Airlines Hoping to Create Their Own Bubble
Hoping to bring back business travel and convince a skeptical flying public to get back in the air, airlines are looking to create their own version of a ‘travel bubble’ with flights and routes that will avoid quarantine restrictions.
Despite an uptick in COVID-19 in more than 35 states, airlines believe the availability of more rapid testing as well their health and safety protocols – and recent reports that flying is safe – will prompt an increase in tickets.
“In terms of returning to something that even looks remotely like a pre-pandemic travel level, we’re going to need to have, in the short and medium-term, a rapid-testing strategy that balances the public health considerations [and] economic recovery,” JetBlue president Joanna Geraghty said in a recent earnings call. “[That] allows countries and states to reopen or relax and eliminate what we see is largely ineffective quarantines and other travel restrictions.”
One big hurdle toward the eventual elimination or easing of border restrictions and quarantine requirements happened earlier this month with the first transatlantic trial of CommonPass, a digital health pass app, on a United flight from London to Newark. Earlier in October, CommonPass also was tested on a Cathay Pacific flight from Hong Kong to Singapore.
CommonPass was implemented successfully, and American Express Global Business Travel (GBT) announced it is working with officials to establish an air bridge between the same two destinations.
“The issue behind travel is the paralysis caused by the quarantines and border closures,” Drew Crawley, chief commercial officer of GBT told TravelPulse earlier this week. “Travelers need to be confident to get back in the air, and that is something that we need to fix to give travelers confidence to travel safely.”
“We believe the CommonPass framework allows governments to implement much more nuanced policies if they can count on laboratory results and vaccination records from other countries,” Brad Perkins, co-founder and chief medical officer of the Commons Project Foundation, said in a call to media after the Newark test. “They can avoid closing the border or having mandatory quarantines in place for all arrivals.”

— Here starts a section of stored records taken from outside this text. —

// HTTP client for the analysis backend

use async_trait::async_trait;
use reqwest::Client;
use std::time::Duration;

use super::{AnalysisError, AnalysisResult, AnalysisService};

pub struct HttpAnalysisService {
    client: Client,
    base_url: String,
}

impl HttpAnalysisService {
    pub fn new(base_url: impl Into<String>, timeout: Duration) -> anyhow::Result<Self> {
        let client = Client::builder()
            .timeout(timeout)
            .build()
            .map_err(|e| anyhow::anyhow!("Failed to create HTTP client: {}", e))?;

        Ok(Self {
            client,
            base_url: base_url.into().trim_end_matches('/').to_string(),
        })
    }
}

#[async_trait]
impl AnalysisService for HttpAnalysisService {
    /// The backend reports unknown tickers in-band as `{"error": ...}`, often
    /// with a non-2xx status, so the body is parsed regardless of status.
    async fn analyze(&self, ticker: &str) -> Result<AnalysisResult, AnalysisError> {
        tracing::debug!(ticker, "Requesting analysis");

        let response = self
            .client
            .get(format!("{}/analyze", self.base_url))
            .query(&[("ticker", ticker)])
            .send()
            .await?;

        let status = response.status();
        let body = response.text().await?;
        let result: AnalysisResult = serde_json::from_str(&body)?;

        if !status.is_success() {
            tracing::warn!(ticker, %status, "Analysis backend returned non-success status");
        }
        Ok(result)
    }
}
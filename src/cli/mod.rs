// CLI module
// Public interface for the command line and the interactive screen

mod args;
mod input;
pub mod tui;

pub use args::{Cli, Command};
pub use input::{InputAction, InputController, ScrollRequest};
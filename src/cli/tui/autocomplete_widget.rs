// Suggestion dropdown - tickers matching the current query
//
// Drawn over the body, directly under the input box. Rows are
// "SYMBOL — description" with the keyboard highlight marked.

use ratatui::{
    layout::Rect,
    style::{Modifier, Style},
    text::{Line, Span},
    widgets::{Block, Borders, Clear, List, ListItem},
    Frame,
};

use crate::config::ColorScheme;
use crate::engine::SuggestionState;

/// Build the dropdown rows. Split out so it can be tested without a frame.
pub fn suggestion_items(state: &SuggestionState, colors: &ColorScheme) -> Vec<ListItem<'static>> {
    let highlighted = state.highlighted();
    let palette = &colors.suggestions;

    state
        .list()
        .iter()
        .enumerate()
        .map(|(idx, suggestion)| {
            let is_selected = highlighted == Some(idx);

            let mut spans = Vec::new();
            if is_selected {
                spans.push(Span::raw("❯ "));
            } else {
                spans.push(Span::raw("  "));
            }

            let symbol_style = if is_selected {
                Style::default().add_modifier(Modifier::BOLD)
            } else {
                Style::default()
                    .fg(palette.symbol.to_color())
                    .add_modifier(Modifier::BOLD)
            };
            spans.push(Span::styled(suggestion.symbol.clone(), symbol_style));

            if !suggestion.description.is_empty() {
                spans.push(Span::raw(" — "));
                let desc_style = if is_selected {
                    Style::default()
                } else {
                    Style::default().fg(palette.description.to_color())
                };
                spans.push(Span::styled(suggestion.description.clone(), desc_style));
            }

            let item = ListItem::new(Line::from(spans));
            if is_selected {
                item.style(
                    Style::default()
                        .bg(palette.selected_bg.to_color())
                        .fg(palette.selected_fg.to_color()),
                )
            } else {
                item
            }
        })
        .collect()
}

/// Render the dropdown into `area` (already positioned by the layout).
pub fn render_suggestion_dropdown(
    frame: &mut Frame,
    state: &SuggestionState,
    area: Rect,
    colors: &ColorScheme,
) {
    if !state.is_open() {
        return;
    }

    let block = Block::default()
        .borders(Borders::ALL)
        .border_style(Style::default().fg(colors.suggestions.border.to_color()));

    let list = List::new(suggestion_items(state, colors)).block(block);

    // Results underneath must not bleed through
    frame.render_widget(Clear, area);
    frame.render_widget(list, area);
}
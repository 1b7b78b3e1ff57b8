// Screen layout and pointer hit-testing

use ratatui::layout::{Constraint, Direction, Layout, Rect};

use crate::engine::SearchState;

/// Width of the history panel on the right
const HISTORY_WIDTH: u16 = 24;

/// Widest the dropdown gets, regardless of input width
const MAX_DROPDOWN_WIDTH: u16 = 72;

/// What a click landed on
#[derive(Debug, Clone, Copy, PartialEq, Eq)]
pub enum Hit {
    Suggestion(usize),
    History(usize),
}

/// Areas of the last drawn frame
#[derive(Debug, Clone, Copy, Default, PartialEq, Eq)]
pub struct ScreenLayout {
    pub title: Rect,
    pub input: Rect,
    pub results: Rect,
    pub history: Option<Rect>,
    /// Overlays the body, directly under the input
    pub dropdown: Option<Rect>,
    pub footer: Rect,
}

impl ScreenLayout {
    pub fn compute(area: Rect, state: &SearchState) -> Self {
        let rows = Layout::default()
            .direction(Direction::Vertical)
            .constraints([
                Constraint::Length(1), // Title
                Constraint::Length(3), // Input
                Constraint::Min(3),    // Results + history
                Constraint::Length(1), // Key hints
            ])
            .split(area);

        let (results, history) = if state.history().is_empty() {
            (rows[2], None)
        } else {
            let cols = Layout::default()
                .direction(Direction::Horizontal)
                .constraints([Constraint::Min(20), Constraint::Length(HISTORY_WIDTH)])
                .split(rows[2]);
            (cols[0], Some(cols[1]))
        };

        let suggestions = state.suggestions();
        let dropdown = if suggestions.is_open() {
            let input = rows[1];
            let y = input.y + input.height;
            let wanted = suggestions.list().len() as u16 + 2; // +2 for borders
            let height = wanted.min(area.bottom().saturating_sub(y));
            (height > 2).then(|| Rect {
                x: input.x,
                y,
                width: input.width.min(MAX_DROPDOWN_WIDTH),
                height,
            })
        } else {
            None
        };

        Self {
            title: rows[0],
            input: rows[1],
            results,
            history,
            dropdown,
            footer: rows[3],
        }
    }

    /// Map a click position to a suggestion or history row.
    pub fn hit(&self, column: u16, row: u16) -> Option<Hit> {
        // Dropdown sits on top, so it wins
        if let Some(index) = self.dropdown.and_then(|area| inner_row(area, column, row)) {
            return Some(Hit::Suggestion(index));
        }
        self.history
            .and_then(|area| inner_row(area, column, row))
            .map(Hit::History)
    }
}

/// Row index inside a bordered block, if the position is inside its content.
fn inner_row(area: Rect, column: u16, row: u16) -> Option<usize> {
    let inside_x = column > area.x && column + 1 < area.x + area.width;
    let inside_y = row > area.y && row + 1 < area.y + area.height;
    (inside_x && inside_y).then(|| (row - area.y - 1) as usize)
}
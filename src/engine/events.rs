// Messages into the state machine and effects out of it

use std::time::Duration;

use crate::services::{AnalysisError, AnalysisResult, LookupError, SymbolRecord};

/// Identifies the query a lookup was issued for
#[derive(Debug, Clone, PartialEq, Eq)]
pub struct LookupTicket {
    pub generation: u64,
    pub query: String,
}

/// Identifies one analysis submission
#[derive(Debug, Clone, PartialEq, Eq)]
pub struct SubmissionTicket {
    pub id: u64,
    pub ticker: String,
}

/// Navigation keys forwarded by the input surface
#[derive(Debug, Clone, Copy, PartialEq, Eq)]
pub enum NavKey {
    Up,
    Down,
    Enter,
    Escape,
}

#[derive(Debug)]
pub enum Msg {
    /// User edited the query text
    Edit(String),
    /// Navigation key pressed in the input
    Key(NavKey),
    /// Suggestion clicked
    SelectSuggestion(usize),
    /// History entry picked
    SelectHistory(usize),
    /// Analyze the given ticker, or the trimmed query when `None`
    Submit(Option<String>),
    /// Reset query, result and suggestions (history is kept)
    Clear,
    LookupSettled {
        ticket: LookupTicket,
        outcome: Result<Vec<SymbolRecord>, LookupError>,
    },
    AnalysisSettled {
        ticket: SubmissionTicket,
        outcome: Result<AnalysisResult, AnalysisError>,
    },
}

impl Msg {
    /// Short name for logging
    pub fn name(&self) -> &'static str {
        match self {
            Msg::Edit(_) => "Edit",
            Msg::Key(_) => "Key",
            Msg::SelectSuggestion(_) => "SelectSuggestion",
            Msg::SelectHistory(_) => "SelectHistory",
            Msg::Submit(_) => "Submit",
            Msg::Clear => "Clear",
            Msg::LookupSettled { .. } => "LookupSettled",
            Msg::AnalysisSettled { .. } => "AnalysisSettled",
        }
    }
}

/// Side-effects requested by a transition. The engine itself performs no I/O.
#[derive(Debug, Clone, PartialEq, Eq)]
pub enum Effect {
    /// Drop the pending (or in-flight) lookup, if any
    CancelLookup,
    /// Replace the pending lookup with one that fires after `delay`
    ScheduleLookup { ticket: LookupTicket, delay: Duration },
    /// Start an analysis request
    FetchAnalysis(SubmissionTicket),
}
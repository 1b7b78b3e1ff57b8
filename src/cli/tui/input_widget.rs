// Input Widget - the ticker search box
//
// tui-textarea renders itself; we only frame it and swap the title while an
// analysis is in flight.

use ratatui::{
    layout::Rect,
    style::{Modifier, Style},
    text::Span,
    widgets::{Block, Borders},
    Frame,
};
use tui_textarea::TextArea;

use crate::config::ColorScheme;

const SPINNER: [&str; 4] = ["⠋", "⠙", "⠹", "⠸"];

/// Title of the input block
pub fn input_title(loading: bool, tick: usize) -> String {
    if loading {
        format!(" {} Analyzing… ", SPINNER[tick % SPINNER.len()])
    } else {
        " Ticker ".to_string()
    }
}

/// Frame the textarea and render it into `area`.
pub fn render_input_widget(
    frame: &mut Frame,
    textarea: &mut TextArea<'static>,
    area: Rect,
    loading: bool,
    tick: usize,
    colors: &ColorScheme,
) {
    let title_style = Style::default()
        .fg(colors.ui.cursor.to_color())
        .add_modifier(Modifier::BOLD);

    textarea.set_block(
        Block::default()
            .borders(Borders::ALL)
            .border_style(Style::default().fg(colors.ui.border.to_color()))
            .title(Span::styled(input_title(loading, tick), title_style)),
    );
    textarea.set_style(Style::default().fg(colors.ui.input.to_color()));

    // Hide the cursor while input is disabled
    let cursor_style = if loading {
        Style::default()
    } else {
        Style::default().add_modifier(Modifier::REVERSED)
    };
    textarea.set_cursor_style(cursor_style);
    textarea.set_cursor_line_style(Style::default());

    frame.render_widget(&*textarea, area);
}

In addition, the platform provides an extra level of data security, Commons Project Foundation CEO Paul Meyer said, as they do not have to hand over testing paperwork to airline or border officials.
“It verifies that a traveler has been tested, but it’s not stored or conveyed to an airline or government,” Meyer said. “It complies with [General Data Protection Regulation] and the other data privacy requirements.”
CommonPass in the next two months will roll out to other locations with broader deployment planned for 2021, Meyer said.